▶ HOW TO COMPLETE THIS TASK:
Give only the number of lines in the following entries where "client" appears.

***** DATA FOR THIS EXERCISE *****

//! Domain entities as exchanged with the remote boundary.

use serde::{Deserialize, Serialize};
use time::Date;

use crate::domain::types::{
    BlobRef, CommentId, FriendshipStatus, PostId, PostVisibility, Timestamp, UserId,
};
use crate::domain::validation;

#[derive(Debug, Clone, PartialEq, Eq, Serialize, Deserialize)]
#[serde(rename_all = "camelCase")]
pub struct UserProfile {
    pub username: String,
    pub bio: String,
    pub date_of_birth: Timestamp,
    pub email: String,
    #[serde(default, skip_serializing_if = "Option::is_none")]
    pub avatar: Option<BlobRef>,
    #[serde(default, skip_serializing_if = "Option::is_none")]
    pub banner: Option<BlobRef>,
    pub last_emotion: String,
    pub last_body_sensation: String,
    pub is_banned: bool,
    #[serde(default)]
    pub sticker_ids: Vec<String>,
    pub is_profile_public: bool,
}

impl UserProfile {
    /// Fresh profile as submitted at registration.
    pub fn new(username: impl Into<String>, email: impl Into<String>, date_of_birth: Date) -> Self {
        Self {
            username: username.into(),
            bio: String::new(),
            date_of_birth: Timestamp::from_date(date_of_birth),
            email: email.into(),
            avatar: None,
            banner: None,
            last_emotion: String::new(),
            last_body_sensation: String::new(),
            is_banned: false,
            sticker_ids: Vec::new(),
            is_profile_public: true,
        }
    }

    pub fn birth_date(&self) -> Date {
        self.date_of_birth.date()
    }

    pub fn is_adult_on(&self, today: Date) -> bool {
        validation::is_over_18_on(self.birth_date(), today)
    }
}

#[derive(Debug, Clone, PartialEq, Eq, Serialize, Deserialize)]
#[serde(rename_all = "camelCase")]
pub struct Post {
    pub id: PostId,
    pub content: String,
    pub user_id: UserId,
    pub is_anonymous: bool,
    #[serde(rename = "is18Plus")]
    pub is_18_plus: bool,
    pub emotion: String,
    pub body_sensation: String,
    #[serde(default, skip_serializing_if = "Option::is_none")]
    pub image_url: Option<BlobRef>,
    pub visibility: PostVisibility,
    pub is_flagged: bool,
    #[serde(default, skip_serializing_if = "Option::is_none")]
    pub flagged_by: Option<UserId>,
    pub timestamp: Timestamp,
}

impl Post {
    /// Author shown to readers; anonymous posts keep `user_id` but hide it here.
    pub fn display_author(&self) -> Option<&UserId> {
        if self.is_anonymous {
            None
        } else {
            Some(&self.user_id)
        }
    }

    pub fn is_authored_by(&self, user: &UserId) -> bool {
        &self.user_id == user
    }
}

#[derive(Debug, Clone, PartialEq, Eq, Serialize, Deserialize)]
#[serde(rename_all = "camelCase")]
pub struct Comment {
    pub id: CommentId,
    pub content: String,
    pub user_id: UserId,
    pub post_id: PostId,
    #[serde(default, skip_serializing_if = "Option::is_none")]
    pub parent_comment_id: Option<CommentId>,
    pub timestamp: Timestamp,
}

impl Comment {
    pub fn is_top_level(&self) -> bool {
        self.parent_comment_id.is_none()
    }
}

/// Friendship record; `user_id1` sent the request to `user_id2`.
#[derive(Debug, Clone, PartialEq, Eq, Serialize, Deserialize)]
pub struct Friendship {
    pub status: FriendshipStatus,
    #[serde(rename = "userId1")]
    pub user_id1: UserId,
    #[serde(rename = "userId2")]
    pub user_id2: UserId,
}

impl Friendship {
    pub fn pending(from: UserId, to: UserId) -> Self {
        Self {
            status: FriendshipStatus::Pending,
            user_id1: from,
            user_id2: to,
        }
    }

    pub fn requester(&self) -> &UserId {
        &self.user_id1
    }

    pub fn recipient(&self) -> &UserId {
        &self.user_id2
    }

    /// True when the record joins `a` and `b` in either direction.
    pub fn connects(&self, a: &UserId, b: &UserId) -> bool {
        (&self.user_id1 == a && &self.user_id2 == b) || (&self.user_id1 == b && &self.user_id2 == a)
    }

    pub fn other_party(&self, user: &UserId) -> Option<&UserId> {
        if &self.user_id1 == user {
            Some(&self.user_id2)
        } else if &self.user_id2 == user {
            Some(&self.user_id1)
        } else {
            None
        }
    }
}
//! Onboarding flag persistence.

use std::io::ErrorKind;
use std::path::{Path, PathBuf};
use std::sync::Mutex;

use async_trait::async_trait;
use tracing::debug;

use crate::application::boundary::{OnboardingStore, StoreError};
use crate::cache::lock::mutex_lock;
use crate::domain::onboarding::OnboardingState;

const SOURCE: &str = "infra::onboarding";
pub const ONBOARDING_FILE: &str = "onboarding.json";

/// Small JSON document in the session state directory.
#[derive(Debug, Clone)]
pub struct FileOnboardingStore {
    path: PathBuf,
}

impl FileOnboardingStore {
    pub fn new(path: impl Into<PathBuf>) -> Self {
        Self { path: path.into() }
    }

    pub fn in_dir(dir: impl AsRef<Path>) -> Self {
        Self::new(dir.as_ref().join(ONBOARDING_FILE))
    }

    pub fn path(&self) -> &Path {
        &self.path
    }
}

#[async_trait]
impl OnboardingStore for FileOnboardingStore {
    async fn load(&self) -> Result<OnboardingState, StoreError> {
        match tokio::fs::read(&self.path).await {
            Ok(bytes) => Ok(serde_json::from_slice(&bytes)?),
            Err(err) if err.kind() == ErrorKind::NotFound => {
                debug!(path = %self.path.display(), "No onboarding state yet");
                Ok(OnboardingState::default())
            }
            Err(err) => Err(err.into()),
        }
    }

    async fn save(&self, state: &OnboardingState) -> Result<(), StoreError> {
        if let Some(parent) = self.path.parent()
            && !parent.as_os_str().is_empty()
        {
            tokio::fs::create_dir_all(parent).await?;
        }
        let body = serde_json::to_vec_pretty(state)?;
        tokio::fs::write(&self.path, body).await?;
        Ok(())
    }
}

/// Keeps the flags for the lifetime of the process only.
#[derive(Debug, Default)]
pub struct MemoryOnboardingStore {
    state: Mutex<OnboardingState>,
}

#[async_trait]
impl OnboardingStore for MemoryOnboardingStore {
    async fn load(&self) -> Result<OnboardingState, StoreError> {
        Ok(*mutex_lock(&self.state, SOURCE, "load"))
    }

    async fn save(&self, state: &OnboardingState) -> Result<(), StoreError> {
        *mutex_lock(&self.state, SOURCE, "save") = *state;
        Ok(())
    }
}

#[cfg(test)]
mod tests {
    use super::*;

    #[tokio::test]
    async fn missing_file_loads_defaults() {
        let dir = tempfile::tempdir().expect("tempdir");
        let store = FileOnboardingStore::in_dir(dir.path());
        assert_eq!(store.load().await.expect("load"), OnboardingState::default());
    }

    #[tokio::test]
    async fn saved_flags_survive_a_new_store() {
        let dir = tempfile::tempdir().expect("tempdir");
        let store = FileOnboardingStore::in_dir(dir.path().join("nested"));
        let mut state = OnboardingState::default();
        state.mark_signed_up();
        store.save(&state).await.expect("save");

        let reopened = FileOnboardingStore::in_dir(dir.path().join("nested"));
        assert!(reopened.load().await.expect("load").should_show_banner());
    }

    #[tokio::test]
    async fn malformed_file_is_reported() {
        let dir = tempfile::tempdir().expect("tempdir");
        let store = FileOnboardingStore::in_dir(dir.path());
        std::fs::write(store.path(), b"{not json").expect("write");
        let err = store.load().await.expect_err("malformed");
        assert!(matches!(err, StoreError::Malformed(_)));
    }
}
//! Command-line surface for `feelslap`.

#![deny(clippy::all, clippy::pedantic)]

use std::fmt;
use std::path::PathBuf;

use clap::{Args, Parser, Subcommand, ValueEnum};
use feelslap::config::GlobalArgs;
use feelslap::domain::types::{PostVisibility, ReactionKind, UserRole};

#[derive(Parser, Debug)]
#[command(name = "feelslap", version, about = "Feel the Slap command-line client", long_about = None)]
pub struct Cli {
    #[command(flatten)]
    pub global: GlobalArgs,

    #[command(subcommand)]
    pub command: Commands,
}

#[derive(Subcommand, Debug)]
pub enum Commands {
    /// Read the feed, gated for 18+ content
    Feed(FeedArgs),
    /// Create, show, edit or delete posts
    Post(PostArgs),
    /// Comment threads
    Comments(CommentsArgs),
    /// Emotional reactions on posts
    React(ReactArgs),
    /// Friends and friend requests
    Friends(FriendsArgs),
    /// Profiles and the post-signup contact banner
    Profile(ProfileArgs),
    /// Create an account for the signed-in principal
    Signup(SignupArgs),
    /// Moderation (admins and the site owner)
    Admin(AdminArgs),
    /// Run the client-side validators without contacting the API
    Validate(ValidateArgs),
}

#[derive(Args, Debug)]
pub struct FeedArgs {
    /// Page size (defaults to the configured page limit)
    #[arg(long)]
    pub limit: Option<u32>,
    #[arg(long, default_value_t = 0)]
    pub offset: u32,
    /// Only 18+ posts; refused for under-age viewers
    #[arg(long, conflicts_with = "user")]
    pub adult: bool,
    /// Only posts by this user
    #[arg(long)]
    pub user: Option<String>,
}

#[derive(Args, Debug)]
pub struct PostArgs {
    #[command(subcommand)]
    pub action: PostCmd,
}

#[derive(Subcommand, Debug)]
pub enum PostCmd {
    /// Create a post
    Create {
        #[arg(long)]
        content: String,
        #[arg(long)]
        emotion: String,
        #[arg(long)]
        body_sensation: String,
        /// Hide the author from readers
        #[arg(long, default_value_t = false)]
        anonymous: bool,
        /// Mark the post 18+ (requires an adult author)
        #[arg(long = "eighteen-plus", default_value_t = false)]
        eighteen_plus: bool,
        #[arg(long, default_value_t = VisibilityArg::Public)]
        visibility: VisibilityArg,
        /// Image to attach (at most 5 MiB)
        #[arg(long)]
        image: Option<PathBuf>,
    },
    /// Show one post
    Show { id: String },
    /// Replace the text of one of your posts
    Update {
        id: String,
        #[arg(long)]
        content: Option<String>,
        #[arg(long)]
        content_file: Option<PathBuf>,
    },
    /// Delete one of your posts
    Delete { id: String },
}

#[derive(Args, Debug)]
pub struct CommentsArgs {
    #[command(subcommand)]
    pub action: CommentsCmd,
}

#[derive(Subcommand, Debug)]
pub enum CommentsCmd {
    /// Show the reply tree of a post
    List { post: String },
    /// Comment on a post, optionally as a reply
    Add {
        post: String,
        #[arg(long)]
        content: String,
        #[arg(long)]
        reply_to: Option<String>,
    },
    /// Delete a comment
    Delete { post: String, id: String },
}

#[derive(Args, Debug)]
pub struct ReactArgs {
    #[command(subcommand)]
    pub action: ReactCmd,
}

#[derive(Subcommand, Debug)]
pub enum ReactCmd {
    Add { post: String, kind: ReactionArg },
    Remove { post: String, kind: ReactionArg },
}

#[derive(Args, Debug)]
pub struct FriendsArgs {
    #[command(subcommand)]
    pub action: FriendsCmd,
}

#[derive(Subcommand, Debug)]
pub enum FriendsCmd {
    /// Friends of a user (yourself by default)
    List { user: Option<String> },
    /// Friend requests waiting for you
    Requests,
    Send { user: String },
    Accept { user: String },
    Reject { user: String },
    Unfriend { user: String },
    /// Whether two users are friends
    Status { a: String, b: String },
}

#[derive(Args, Debug)]
pub struct ProfileArgs {
    #[command(subcommand)]
    pub action: ProfileCmd,
}

#[derive(Subcommand, Debug)]
pub enum ProfileCmd {
    /// Show a profile (yours by default)
    Show { user: Option<String> },
    /// Edit your profile; omitted fields keep their value
    Edit {
        #[arg(long)]
        username: Option<String>,
        #[arg(long)]
        bio: Option<String>,
        #[arg(long)]
        email: Option<String>,
        #[arg(long)]
        emotion: Option<String>,
        #[arg(long)]
        body_sensation: Option<String>,
        #[arg(long)]
        public: Option<bool>,
        /// Image file to upload as the avatar
        #[arg(long)]
        avatar: Option<PathBuf>,
        /// Image file to upload as the profile banner
        #[arg(long)]
        banner: Option<PathBuf>,
    },
    /// Whether the post-signup banner should be shown (showing it consumes the flag)
    Banner,
    /// Save contact details from the banner and dismiss it
    Contact {
        #[arg(long)]
        email: Option<String>,
        #[arg(long)]
        phone: Option<String>,
    },
    /// Dismiss the post-signup banner
    Dismiss,
}

#[derive(Args, Debug)]
pub struct SignupArgs {
    #[arg(long)]
    pub username: String,
    #[arg(long)]
    pub email: String,
    /// Date of birth as YYYY-MM-DD
    #[arg(long)]
    pub date_of_birth: String,
    /// Path to a file holding the password (takes precedence over env)
    #[arg(long, env = "FEELSLAP_PASSWORD_FILE")]
    pub password_file: Option<PathBuf>,
    /// Password from env (CLI flag intentionally disabled to avoid shell history leaks)
    #[arg(hide = true, env = "FEELSLAP_PASSWORD")]
    pub password_env: Option<String>,
}

#[derive(Args, Debug)]
pub struct AdminArgs {
    #[command(subcommand)]
    pub action: AdminCmd,
}

#[derive(Subcommand, Debug)]
pub enum AdminCmd {
    /// Whether moderation is available to you
    Status,
    /// Posts flagged for review
    Flagged,
    Flag { post: String },
    Unflag { post: String },
    Ban { user: String },
    Unban { user: String },
    /// Remove a post
    Delete { post: String },
    /// Assign a role to a user
    Role { user: String, role: RoleArg },
}

#[derive(Args, Debug)]
pub struct ValidateArgs {
    #[command(subcommand)]
    pub action: ValidateCmd,
}

#[derive(Subcommand, Debug)]
pub enum ValidateCmd {
    Username { value: String },
    Email { value: String },
    Phone { value: String },
    /// Check a password against every rule
    Password { value: String },
    /// Check an 18+ date of birth (YYYY-MM-DD)
    Age { date_of_birth: String },
}

#[derive(Clone, Copy, Debug, ValueEnum, PartialEq, Eq)]
pub enum ReactionArg {
    Cry,
    Heart,
    Fire,
    Slap,
    Vibe,
}

impl From<ReactionArg> for ReactionKind {
    fn from(value: ReactionArg) -> Self {
        match value {
            ReactionArg::Cry => ReactionKind::Cry,
            ReactionArg::Heart => ReactionKind::Heart,
            ReactionArg::Fire => ReactionKind::Fire,
            ReactionArg::Slap => ReactionKind::Slap,
            ReactionArg::Vibe => ReactionKind::Vibe,
        }
    }
}

#[derive(Clone, Copy, Debug, ValueEnum, PartialEq, Eq)]
pub enum VisibilityArg {
    Public,
    Friends,
    Private,
}

impl From<VisibilityArg> for PostVisibility {
    fn from(value: VisibilityArg) -> Self {
        match value {
            VisibilityArg::Public => PostVisibility::Public,
            VisibilityArg::Friends => PostVisibility::FriendsOnly,
            VisibilityArg::Private => PostVisibility::Private,
        }
    }
}

impl fmt::Display for VisibilityArg {
    fn fmt(&self, f: &mut fmt::Formatter<'_>) -> fmt::Result {
        let s = match self {
            VisibilityArg::Public => "public",
            VisibilityArg::Friends => "friends",
            VisibilityArg::Private => "private",
        };
        f.write_str(s)
    }
}

#[derive(Clone, Copy, Debug, ValueEnum, PartialEq, Eq)]
pub enum RoleArg {
    Admin,
    User,
    Guest,
}

impl From<RoleArg> for UserRole {
    fn from(value: RoleArg) -> Self {
        match value {
            RoleArg::Admin => UserRole::Admin,
            RoleArg::User => UserRole::User,
            RoleArg::Guest => UserRole::Guest,
        }
    }
}
//! Bidirectional family registry.
//!
//! Tracks which cached keys belong to which families so an invalidation
//! can reach every affected entry without scanning the store.

use std::collections::{HashMap, HashSet};
use std::sync::RwLock;

use super::keys::{KeyFamily, QueryKey};
use super::lock::{rw_read, rw_write};

const SOURCE: &str = "cache::registry";

pub struct KeyRegistry {
    family_to_keys: RwLock<HashMap<KeyFamily, HashSet<QueryKey>>>,
    key_to_families: RwLock<HashMap<QueryKey, Vec<KeyFamily>>>,
}

impl KeyRegistry {
    pub fn new() -> Self {
        Self {
            family_to_keys: RwLock::new(HashMap::new()),
            key_to_families: RwLock::new(HashMap::new()),
        }
    }

    /// Register a key under the families it derives from.
    pub fn register(&self, key: &QueryKey) {
        let families = key.families();
        let mut f2k = rw_write(&self.family_to_keys, SOURCE, "register.f2k");
        let mut k2f = rw_write(&self.key_to_families, SOURCE, "register.k2f");

        for family in &families {
            f2k.entry(family.clone()).or_default().insert(key.clone());
        }
        k2f.insert(key.clone(), families);
    }

    pub fn keys_for_family(&self, family: &KeyFamily) -> HashSet<QueryKey> {
        rw_read(&self.family_to_keys, SOURCE, "keys_for_family")
            .get(family)
            .cloned()
            .unwrap_or_default()
    }

    /// Forget a key, typically after LRU eviction.
    pub fn unregister(&self, key: &QueryKey) {
        let mut f2k = rw_write(&self.family_to_keys, SOURCE, "unregister.f2k");
        let mut k2f = rw_write(&self.key_to_families, SOURCE, "unregister.k2f");

        if let Some(families) = k2f.remove(key) {
            for family in families {
                if let Some(keys) = f2k.get_mut(&family) {
                    keys.remove(key);
                    if keys.is_empty() {
                        f2k.remove(&family);
                    }
                }
            }
        }
    }

    pub fn clear(&self) {
        rw_write(&self.family_to_keys, SOURCE, "clear.f2k").clear();
        rw_write(&self.key_to_families, SOURCE, "clear.k2f").clear();
    }

    pub fn family_count(&self) -> usize {
        rw_read(&self.family_to_keys, SOURCE, "family_count").len()
    }

    pub fn key_count(&self) -> usize {
        rw_read(&self.key_to_families, SOURCE, "key_count").len()
    }
}

impl Default for KeyRegistry {
    fn default() -> Self {
        Self::new()
    }
}
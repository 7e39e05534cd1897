//! Boundary adapters and runtime bootstrap.

pub mod error;
pub mod memory;
pub mod onboarding;
pub mod remote;
pub mod telemetry;
#![deny(clippy::all, clippy::pedantic)]

use feelslap::application::session::{Session, SignupForm};
use serde_json::json;

use crate::args::SignupArgs;
use crate::context::CliError;
use crate::io::{parse_date, read_secret};
use crate::print::print_json;

pub async fn handle(session: &Session, args: SignupArgs) -> Result<(), CliError> {
    let form = SignupForm {
        username: args.username,
        email: args.email,
        password: read_secret(args.password_file, args.password_env)?,
        date_of_birth: Some(parse_date(&args.date_of_birth)?),
    };

    let user = session.sign_up(form).await?;
    print_json(&json!({ "ok": true, "user": user }))
}
#![deny(clippy::all, clippy::pedantic)]

use serde::Serialize;
use serde_json::json;

use crate::context::CliError;

pub fn print_json<T: Serialize>(value: &T) -> Result<(), CliError> {
    let out = serde_json::to_string_pretty(value).map_err(|e| CliError::Output(e.to_string()))?;
    println!("{out}");
    Ok(())
}

/// Acknowledge a mutation that returns nothing.
pub fn done(action: &str) -> Result<(), CliError> {
    print_json(&json!({ "ok": true, "action": action }))
}
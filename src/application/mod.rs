//! Boundary contracts, the domain client, the cached query layer and the session.

pub mod boundary;
pub mod client;
pub mod error;
pub mod pagination;
pub mod queries;
pub mod session;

*****

▶ RESPONSE TO THE EXERCISE:
4